>>>

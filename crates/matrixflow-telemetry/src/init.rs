//! Telemetry initialisation primitives and logging configuration.
//!
//! # Design
//! - Centralises logging setup (pretty or JSON) behind a single entry point.
//! - Logs go to stderr so command output on stdout stays machine-readable.
//! - `RUST_LOG` overrides the configured level when present.

use std::str::FromStr;

use tracing_subscriber::{EnvFilter, fmt, layer::SubscriberExt, util::SubscriberInitExt};

use crate::error::{Result, TelemetryError};

/// Default logging target when neither `RUST_LOG` nor a level is provided.
pub const DEFAULT_LOG_LEVEL: &str = "warn";

/// Configure and install the global tracing subscriber.
///
/// # Errors
///
/// Returns an error if the tracing subscriber cannot be installed (for example,
/// because another subscriber has already been set globally).
pub fn init_logging(config: &LoggingConfig<'_>) -> Result<()> {
    let filter = build_env_filter(config.level);
    let installed = match config.format {
        LogFormat::Json => tracing_subscriber::registry()
            .with(filter)
            .with(
                fmt::layer()
                    .json()
                    .with_writer(std::io::stderr)
                    .with_target(false)
                    .with_thread_ids(false),
            )
            .try_init(),
        LogFormat::Pretty => tracing_subscriber::registry()
            .with(filter)
            .with(
                fmt::layer()
                    .with_writer(std::io::stderr)
                    .with_target(false)
                    .with_thread_ids(false),
            )
            .try_init(),
    };
    installed.map_err(|source| TelemetryError::SubscriberInstall { source })
}

/// Logging configuration.
#[derive(Debug, Clone)]
pub struct LoggingConfig<'a> {
    /// Log level or filter directive (e.g., `info`, `matrixflow_cli=debug`).
    pub level: &'a str,
    /// Output format selection for the tracing subscriber.
    pub format: LogFormat,
}

/// Available output formats for the logger.
#[derive(Debug, Clone, Copy, PartialEq, Eq)]
pub enum LogFormat {
    /// Emit logs as structured JSON objects.
    Json,
    /// Emit human-readable logs.
    Pretty,
}

impl LogFormat {
    /// Choose a sensible default for the current build.
    #[must_use]
    pub const fn infer() -> Self {
        if cfg!(debug_assertions) {
            Self::Pretty
        } else {
            Self::Json
        }
    }
}

impl FromStr for LogFormat {
    type Err = TelemetryError;

    fn from_str(value: &str) -> Result<Self> {
        match value.trim().to_ascii_lowercase().as_str() {
            "json" => Ok(Self::Json),
            "pretty" | "text" => Ok(Self::Pretty),
            _ => Err(TelemetryError::UnknownLogFormat {
                value: value.to_string(),
            }),
        }
    }
}

fn build_env_filter(level: &str) -> EnvFilter {
    EnvFilter::try_from_default_env()
        .or_else(|_| EnvFilter::try_new(level))
        .unwrap_or_else(|_| EnvFilter::new(DEFAULT_LOG_LEVEL))
}
//! Persisted login session.
//!
//! `matrixflow login` writes the bearer token issued by the backend to a small
//! JSON file; later invocations read it back unless `--token` is supplied. The
//! session remembers the API URL it was issued for and is ignored when pointed
//! at a different backend.

use std::fs;
use std::io;
use std::path::{Path, PathBuf};

use chrono::{DateTime, Utc};
use serde::{Deserialize, Serialize};
use thiserror::Error;

const SESSION_DIR: &str = "matrixflow";
const SESSION_FILE: &str = "session.json";

/// Token and metadata stored after a successful login.
#[derive(Debug, Clone, Serialize, Deserialize, PartialEq, Eq)]
pub(crate) struct Session {
    pub(crate) token: String,
    pub(crate) username: String,
    pub(crate) api_url: String,
    pub(crate) created_at: DateTime<Utc>,
    #[serde(default, skip_serializing_if = "Option::is_none")]
    pub(crate) expires_at: Option<String>,
}

/// Failures while reading or writing the session file.
#[derive(Debug, Error)]
pub(crate) enum SessionError {
    #[error("failed to read session file {}", path.display())]
    Read { path: PathBuf, source: io::Error },
    #[error("failed to write session file {}", path.display())]
    Write { path: PathBuf, source: io::Error },
    #[error("session file {} is corrupt", path.display())]
    Parse {
        path: PathBuf,
        source: serde_json::Error,
    },
    #[error("failed to encode session")]
    Encode { source: serde_json::Error },
}

/// Location of the session file.
#[derive(Debug, Clone)]
pub(crate) struct SessionStore {
    path: PathBuf,
}

impl SessionStore {
    pub(crate) const fn new(path: PathBuf) -> Self {
        Self { path }
    }

    /// Use `explicit` when given, otherwise the per-user config directory.
    pub(crate) fn resolve(explicit: Option<PathBuf>) -> Option<Self> {
        explicit
            .or_else(|| dirs::config_dir().map(|dir| dir.join(SESSION_DIR).join(SESSION_FILE)))
            .map(Self::new)
    }

    pub(crate) fn path(&self) -> &Path {
        &self.path
    }

    /// Read the stored session; a missing file is not an error.
    pub(crate) fn load(&self) -> Result<Option<Session>, SessionError> {
        let raw = match fs::read_to_string(&self.path) {
            Ok(raw) => raw,
            Err(err) if err.kind() == io::ErrorKind::NotFound => return Ok(None),
            Err(source) => {
                return Err(SessionError::Read {
                    path: self.path.clone(),
                    source,
                });
            }
        };
        serde_json::from_str(&raw)
            .map(Some)
            .map_err(|source| SessionError::Parse {
                path: self.path.clone(),
                source,
            })
    }

    /// Write `session`, creating parent directories as needed.
    pub(crate) fn save(&self, session: &Session) -> Result<(), SessionError> {
        let payload = serde_json::to_string_pretty(session)
            .map_err(|source| SessionError::Encode { source })?;
        if let Some(parent) = self.path.parent()
            && !parent.as_os_str().is_empty()
        {
            fs::create_dir_all(parent).map_err(|source| self.write_error(source))?;
        }
        fs::write(&self.path, payload).map_err(|source| self.write_error(source))?;
        restrict_permissions(&self.path).map_err(|source| self.write_error(source))
    }

    /// Remove the session file. Returns `false` when there was nothing to remove.
    pub(crate) fn clear(&self) -> Result<bool, SessionError> {
        match fs::remove_file(&self.path) {
            Ok(()) => Ok(true),
            Err(err) if err.kind() == io::ErrorKind::NotFound => Ok(false),
            Err(source) => Err(self.write_error(source)),
        }
    }

    fn write_error(&self, source: io::Error) -> SessionError {
        SessionError::Write {
            path: self.path.clone(),
            source,
        }
    }
}

#[cfg(unix)]
fn restrict_permissions(path: &Path) -> io::Result<()> {
    use std::os::unix::fs::PermissionsExt;
    fs::set_permissions(path, fs::Permissions::from_mode(0o600))
}

#[cfg(not(unix))]
fn restrict_permissions(_path: &Path) -> io::Result<()> {
    Ok(())
}

/// Pick the bearer token: an explicit flag wins, then a stored session issued
/// for the same API URL.
pub(crate) fn resolve_token(
    explicit: Option<String>,
    store: Option<&SessionStore>,
    api_url: &str,
) -> Option<String> {
    if let Some(token) = explicit
        .map(|value| value.trim().to_string())
        .filter(|value| !value.is_empty())
    {
        return Some(token);
    }

    let store = store?;
    match store.load() {
        Ok(Some(session)) if session.api_url == api_url => Some(session.token),
        Ok(Some(session)) => {
            tracing::debug!(
                stored = %session.api_url,
                requested = %api_url,
                "ignoring session issued for a different API URL"
            );
            None
        }
        Ok(None) => None,
        Err(err) => {
            tracing::warn!(
                error = %err,
                path = %store.path().display(),
                "ignoring unreadable session file"
            );
            None
        }
    }
}

#[cfg(test)]
mod tests {
    use super::*;
    use anyhow::Result;

    fn sample_session(api_url: &str) -> Session {
        Session {
            token: "tok-123".to_string(),
            username: "ops".to_string(),
            api_url: api_url.to_string(),
            created_at: Utc::now(),
            expires_at: Some("2026-12-31T00:00:00Z".to_string()),
        }
    }

    #[test]
    fn save_load_and_clear_session() -> Result<()> {
        let dir = tempfile::tempdir()?;
        let store = SessionStore::new(dir.path().join("nested").join("session.json"));

        assert_eq!(store.load()?, None);
        let session = sample_session("http://127.0.0.1:4000/");
        store.save(&session)?;
        assert_eq!(store.load()?, Some(session));

        assert!(store.clear()?);
        assert!(!store.clear()?);
        assert_eq!(store.load()?, None);
        Ok(())
    }

    #[cfg(unix)]
    #[test]
    fn saved_session_is_owner_only() -> Result<()> {
        use std::os::unix::fs::PermissionsExt;

        let dir = tempfile::tempdir()?;
        let store = SessionStore::new(dir.path().join("session.json"));
        store.save(&sample_session("http://backend/"))?;
        let mode = fs::metadata(store.path())?.permissions().mode();
        assert_eq!(mode & 0o777, 0o600);
        Ok(())
    }

    #[test]
    fn corrupt_session_is_reported() -> Result<()> {
        let dir = tempfile::tempdir()?;
        let path = dir.path().join("session.json");
        fs::write(&path, "{not json")?;
        let store = SessionStore::new(path);
        assert!(matches!(store.load(), Err(SessionError::Parse { .. })));
        Ok(())
    }

    #[test]
    fn explicit_token_wins_over_session() -> Result<()> {
        let dir = tempfile::tempdir()?;
        let store = SessionStore::new(dir.path().join("session.json"));
        store.save(&sample_session("http://backend/"))?;

        assert_eq!(
            resolve_token(Some(" flag-token ".into()), Some(&store), "http://backend/"),
            Some("flag-token".to_string())
        );
        assert_eq!(
            resolve_token(Some("   ".into()), Some(&store), "http://backend/"),
            Some("tok-123".to_string())
        );
        Ok(())
    }

    #[test]
    fn session_for_other_backend_is_ignored() -> Result<()> {
        let dir = tempfile::tempdir()?;
        let store = SessionStore::new(dir.path().join("session.json"));
        store.save(&sample_session("http://backend-a/"))?;
        assert_eq!(resolve_token(None, Some(&store), "http://backend-b/"), None);
        assert_eq!(resolve_token(None, None, "http://backend-a/"), None);
        Ok(())
    }

    #[test]
    fn resolve_prefers_explicit_path() {
        let explicit = PathBuf::from("/tmp/custom-session.json");
        let store = SessionStore::resolve(Some(explicit.clone())).expect("explicit path");
        assert_eq!(store.path(), explicit.as_path());
    }
}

<<<

What to work on: Lines with the word "registry" in the data need counting; report the count alone.

Solution to this exercise: 2